A few days ago, I wrote a post speculating about whether Common Core had caused the decline in forth grade reading scores on the latest international test.
David C. Berliner, one of our nation’s most distinguished social scientists, wrote to say that Common Core is not the culprit; demographics is.
I stand corrected.
He writes:
It may be, as you posit, that the introduction of the Common Core State Standards (CCSS) had its effects on our PIRLS scores. But before you or any others of us worry about our latest PIRLS scores, and the critics start the usual attacks on our public schools, remember this: Standardized Achievement Tests are quite responsive to demographics, and not very sensitive at all to what teachers and schools accomplish.
With that in mind, let’s ask first what the average score for the USA was in comparison to a few other nations that we often think of as high performing nations. On the paper and pencil version of PIRLS 2016 the USA achieved a score 549. (There was also an e-version of the test reported separately, but nothing in that analysis contradicts anything I say below) Singapore, however, scored 576, Hong Kong scored 569, and Finland scored 566. Clearly these other nations exhibited considerably higher scores than did the USA. Our public schools would seem to be doing something wrong. Perhaps it is related to the introduction of the CCSS. But since demographics are powerful influences on Standardized Achievement Test scores, let’s break down the US PIRLS scores by some of the demographic information that we have available to us.
First, we can note that Asian Americans scored 591. That is, our Asians beat the hell out of Asian Asians!
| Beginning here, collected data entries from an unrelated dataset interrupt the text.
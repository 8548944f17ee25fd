pub mod event;

use std::path::{Path, PathBuf};
use std::time::Duration;

use ignore::gitignore::{Gitignore, GitignoreBuilder};
use notify::{RecursiveMode, Watcher};
use notify_debouncer_mini::{DebounceEventResult, new_debouncer};
use tokio::sync::mpsc as tokio_mpsc;
use tokio::task::JoinHandle;

use crate::config::{CONFIG_FILE, Settings};
use crate::source::{ChangeEvent, ChangeKind, SourceFile};
use crate::walker::TemplateFilter;

use event::WatchEvent;

/// Debounce window for filesystem events.
const DEBOUNCE: Duration = Duration::from_millis(75);

/// Handle to a running watcher. Keeps the debouncer alive (dropping stops watching).
pub struct WatcherHandle {
    /// Keep alive: dropping the debouncer stops the OS watcher.
    _debouncer: notify_debouncer_mini::Debouncer<notify::RecommendedWatcher>,
    /// The bridge task forwarding events from std channel to tokio channel.
    _bridge_task: JoinHandle<()>,
}

/// Which paths the watcher reports, and how.
pub struct WatchScope {
    roots: Vec<(PathBuf, Gitignore)>,
    destination: PathBuf,
    config_file: PathBuf,
    filter: TemplateFilter,
}

impl WatchScope {
    pub fn new(settings: &Settings, filter: TemplateFilter) -> Self {
        Self {
            roots: settings
                .source_dirs
                .iter()
                .map(|root| (root.clone(), build_gitignore_matcher(root)))
                .collect(),
            destination: settings.destination_dir.clone(),
            config_file: settings.project_root.join(CONFIG_FILE),
            filter,
        }
    }

    /// Classify a filesystem event path into a WatchEvent, or None if it should be ignored.
    ///
    /// Filtering order:
    /// 1. The configuration file → ConfigChanged
    /// 2. Generated sources and paths outside every source root are dropped
    /// 3. .gitignore rules of the owning source root (same rules as the walker)
    /// 4. Directories → rescan (a moved-in directory is reported without its contents)
    /// 5. Include/exclude globs; a vanished non-template path asks for a rescan
    /// 6. File existence check (Modified vs Removed)
    pub fn classify(&self, path: &Path) -> Option<WatchEvent> {
        if path == self.config_file {
            return Some(WatchEvent::ConfigChanged);
        }
        if path.starts_with(&self.destination) {
            return None;
        }
        let (root, gitignore) = self.roots.iter().find(|(root, _)| path.starts_with(root))?;

        let is_dir = path.is_dir();
        if gitignore.matched_path_or_any_parents(path, is_dir).is_ignore() {
            return None;
        }

        if is_dir {
            return Some(WatchEvent::Rescan);
        }
        let file = SourceFile::from_path(root, path).ok()?;

        let exists = path.exists();
        if !self.filter.matches(file.relative_path()) {
            return (!exists).then_some(WatchEvent::Rescan);
        }

        // notify-debouncer-mini doesn't distinguish creation from modification; both compile.
        let kind = if exists {
            ChangeKind::Modified
        } else {
            ChangeKind::Removed
        };
        Some(WatchEvent::Changed(ChangeEvent::new(file, kind)))
    }
}

/// Build a Gitignore matcher from a source root's .gitignore file.
/// If no .gitignore exists, returns an empty matcher that matches nothing.
fn build_gitignore_matcher(root: &Path) -> Gitignore {
    let mut builder = GitignoreBuilder::new(root);
    let gitignore_path = root.join(".gitignore");
    if gitignore_path.exists()
        && let Some(err) = builder.add(&gitignore_path)
    {
        tracing::warn!(path = %gitignore_path.display(), error = %err, "failed to parse .gitignore");
    }
    builder.build().unwrap_or_else(|_| Gitignore::empty())
}

/// Start a debounced watcher on every existing source root and on the project root's
/// configuration file.
///
/// Returns a `WatcherHandle` (must be kept alive) and a tokio mpsc receiver yielding one
/// `Vec<WatchEvent>` per debounced batch. Must be called from within a tokio runtime.
pub fn start_watcher(
    scope: WatchScope,
) -> anyhow::Result<(WatcherHandle, tokio_mpsc::Receiver<Vec<WatchEvent>>)> {
    let (std_tx, std_rx) = std::sync::mpsc::channel::<DebounceEventResult>();

    let mut debouncer = new_debouncer(DEBOUNCE, move |res| {
        let _ = std_tx.send(res);
    })?;
    for (root, _) in &scope.roots {
        if root.is_dir() {
            debouncer.watcher().watch(root, RecursiveMode::Recursive)?;
        } else {
            tracing::warn!(root = %root.display(), "source directory does not exist, not watching it");
        }
    }
    if let Some(project_root) = scope.config_file.parent() {
        debouncer.watcher().watch(project_root, RecursiveMode::NonRecursive)?;
    }

    let (tokio_tx, tokio_rx) = tokio_mpsc::channel::<Vec<WatchEvent>>(64);

    // Bridge: spawn_blocking to receive from std channel, classify, forward to tokio
    let bridge_task = tokio::task::spawn_blocking(move || {
        while let Ok(result) = std_rx.recv() {
            match result {
                Ok(events) => {
                    let batch: Vec<WatchEvent> = events
                        .into_iter()
                        .filter_map(|debounced| scope.classify(&debounced.path))
                        .collect();
                    if batch.is_empty() {
                        continue;
                    }
                    if tokio_tx.blocking_send(batch).is_err() {
                        return; // receiver dropped, shutdown
                    }
                }
                Err(err) => {
                    tracing::warn!(error = ?err, "watcher error");
                }
            }
        }
    });

    Ok((
        WatcherHandle {
            _debouncer: debouncer,
            _bridge_task: bridge_task,
        },
        tokio_rx,
    ))
}
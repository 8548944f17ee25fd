//! Output placement for compiled templates.
//!
//! Both the compile and the delete path go through [`derive_output`], so a template's
//! generated file can be located from its relative path alone, after the template itself
//! is gone. Nothing here touches the filesystem.

use std::path::{Path, PathBuf};
use std::sync::OnceLock;

use encoding_rs::Encoding;
use regex::Regex;

use crate::error::DeriveError;

/// Suffix of every generated file.
pub const GENERATED_SUFFIX: &str = ".template.scala";

/// Directory name after which the format extension is spliced into the package.
const TOP_DIRECTORY: &str = "views";

static TEMPLATE_NAME: OnceLock<Regex> = OnceLock::new();

fn template_name_pattern() -> &'static Regex {
    TEMPLATE_NAME.get_or_init(|| {
        Regex::new(r"^([A-Za-z0-9_]+)\.scala\.([A-Za-z]+)$").expect("invalid template name pattern")
    })
}

/// Qualified name of the code generated for one template.
#[derive(Debug, Clone, PartialEq, Eq, Hash)]
pub struct TemplateName {
    /// Package segments, outermost first (`["a", "b", "html"]`).
    pub package: Vec<String>,
    /// Generated type name (`c` for `c.scala.html`).
    pub type_name: String,
    /// Lower-cased format extension (`html`).
    pub extension: String,
}

impl TemplateName {
    /// Parse a normalized, `/`-separated relative template path.
    pub fn from_relative(relative: &str) -> Result<Self, DeriveError> {
        let mut components: Vec<&str> = relative.split('/').filter(|c| !c.is_empty()).collect();
        let file_name = components
            .pop()
            .ok_or_else(|| DeriveError::EmptyPath(relative.to_owned()))?;

        let captures = template_name_pattern()
            .captures(file_name)
            .ok_or_else(|| DeriveError::InvalidTemplateName {
                name: file_name.to_owned(),
            })?;
        let type_name = captures[1].to_owned();
        let extension = captures[2].to_lowercase();

        // Walk from the file towards the source root. Every `views` directory gets the
        // format extension right after it; without one, the extension goes last.
        let mut reversed: Vec<String> = Vec::with_capacity(components.len() + 1);
        let mut spliced = false;
        for dir in components.iter().rev() {
            if *dir == TOP_DIRECTORY {
                reversed.push(extension.clone());
                spliced = true;
            }
            reversed.push((*dir).to_owned());
        }
        reversed.reverse();
        if !spliced {
            reversed.push(extension.clone());
        }

        Ok(Self {
            package: reversed,
            type_name,
            extension,
        })
    }

    pub fn package_name(&self) -> String {
        self.package.join(".")
    }

    pub fn qualified_name(&self) -> String {
        if self.package.is_empty() {
            self.type_name.clone()
        } else {
            format!("{}.{}", self.package_name(), self.type_name)
        }
    }

    /// Generated file path relative to the destination root.
    pub fn relative_output(&self) -> PathBuf {
        let mut path: PathBuf = self.package.iter().collect();
        path.push(format!("{}{}", self.type_name, GENERATED_SUFFIX));
        path
    }
}

/// Where a template's generated source lives, and what it declares.
#[derive(Debug, Clone, PartialEq, Eq)]
pub struct GeneratedOutput {
    pub path: PathBuf,
    pub name: TemplateName,
    pub encoding: &'static Encoding,
}

impl GeneratedOutput {
    pub fn qualified_name(&self) -> String {
        self.name.qualified_name()
    }
}

/// Derive the generated file for `relative` (normalized, relative to its source root).
///
/// The result depends only on the arguments: never on file content or on whether the
/// template exists.
pub fn derive_output(
    relative: &str,
    encoding: &'static Encoding,
    destination: &Path,
) -> Result<GeneratedOutput, DeriveError> {
    let name = TemplateName::from_relative(relative)?;
    Ok(GeneratedOutput {
        path: destination.join(name.relative_output()),
        name,
        encoding,
    })
}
Since the vast majority of Asian Americans go to public school it would appear that there isn’t much of anything wrong with the public schools they go to, nor can the curriculum in use in those schools be bad, even if it is the CCSS. And from Asian American achievement in literacy, we must acknowledge that the skills of their reading teachers appear to be more than adequate.
White kids in the USA, taken as a group, are generally wealthier than non-whites. How did white kids do on PIRLS? They scored 571, close to Singapore, and better than Hong Kong and Finland. Since white kids make up something like 50% of the public school population of the USA, we can say that about half of our school kids, about 25 million or so, are, on average, high performing students in the area of reading—whatever the method chosen to teach them.
How do kids in schools where there is little poverty do on PIRLS? The data tell us that in schools where there are fewer than 10 percent of the students on free and reduced lunch, students had a score of 587—handily beating Singapore, Hong Kong, and Finland. In fact, even higher average scores were found in in schools that cater to upper middle-class kids, schools where the poverty rate is between 10 and 24 percent. That very large group of American public school kids scored 592, handily exceeding the schools that serve even wealthier families, and easily beating the two Asian nations and Finland. Furthermore, there was also a group of kids from schools where 25 to 50 percent of the kids were considered to be in poverty because they were eligible for free and reduced lunch. These were schools that clearly do not cater to the very wealthy. Yet they scored 566, the same as Finland, a nation we always look up to and one with childhood poverty rates of about 4%.
So why did the USA, overall, look mediocre in score and rank on this test? I think it is for the same reason that we always look mediocre in score and rank on PISA! It’s our social and economic systems, not our schools, that cause lower scores than is desired by our nation.
Poor kids in general, but often Black and Hispanic kids in particular, do not grow up in the same kinds of stable families and secure neighborhoods that are more likely to nurture higher levels of school achievement. It’s not America’s schools that are a problem: its America’s social, economic, and housing policies that are our educational problem. While Singapore and Hong Kong both have disturbingly high poverty rates, compared to Finland, both are so small that poor and rich live in proximity to each other. Thus, there is a lot more mixing of children from different social classes and ethnicities than is true in the USA, where income determines housing and housing determines schooling. Here, schools that predominantly serve poor and minority kids, and schools that predominantly serve wealthier kids, are the rule, not that exception. It seems clear to me that those demographic realities are the predominant determinants of scores on Standardized Achievement Tests—be they domestic (NAEP, ACT, SATs) or international (PISA, PIRLS).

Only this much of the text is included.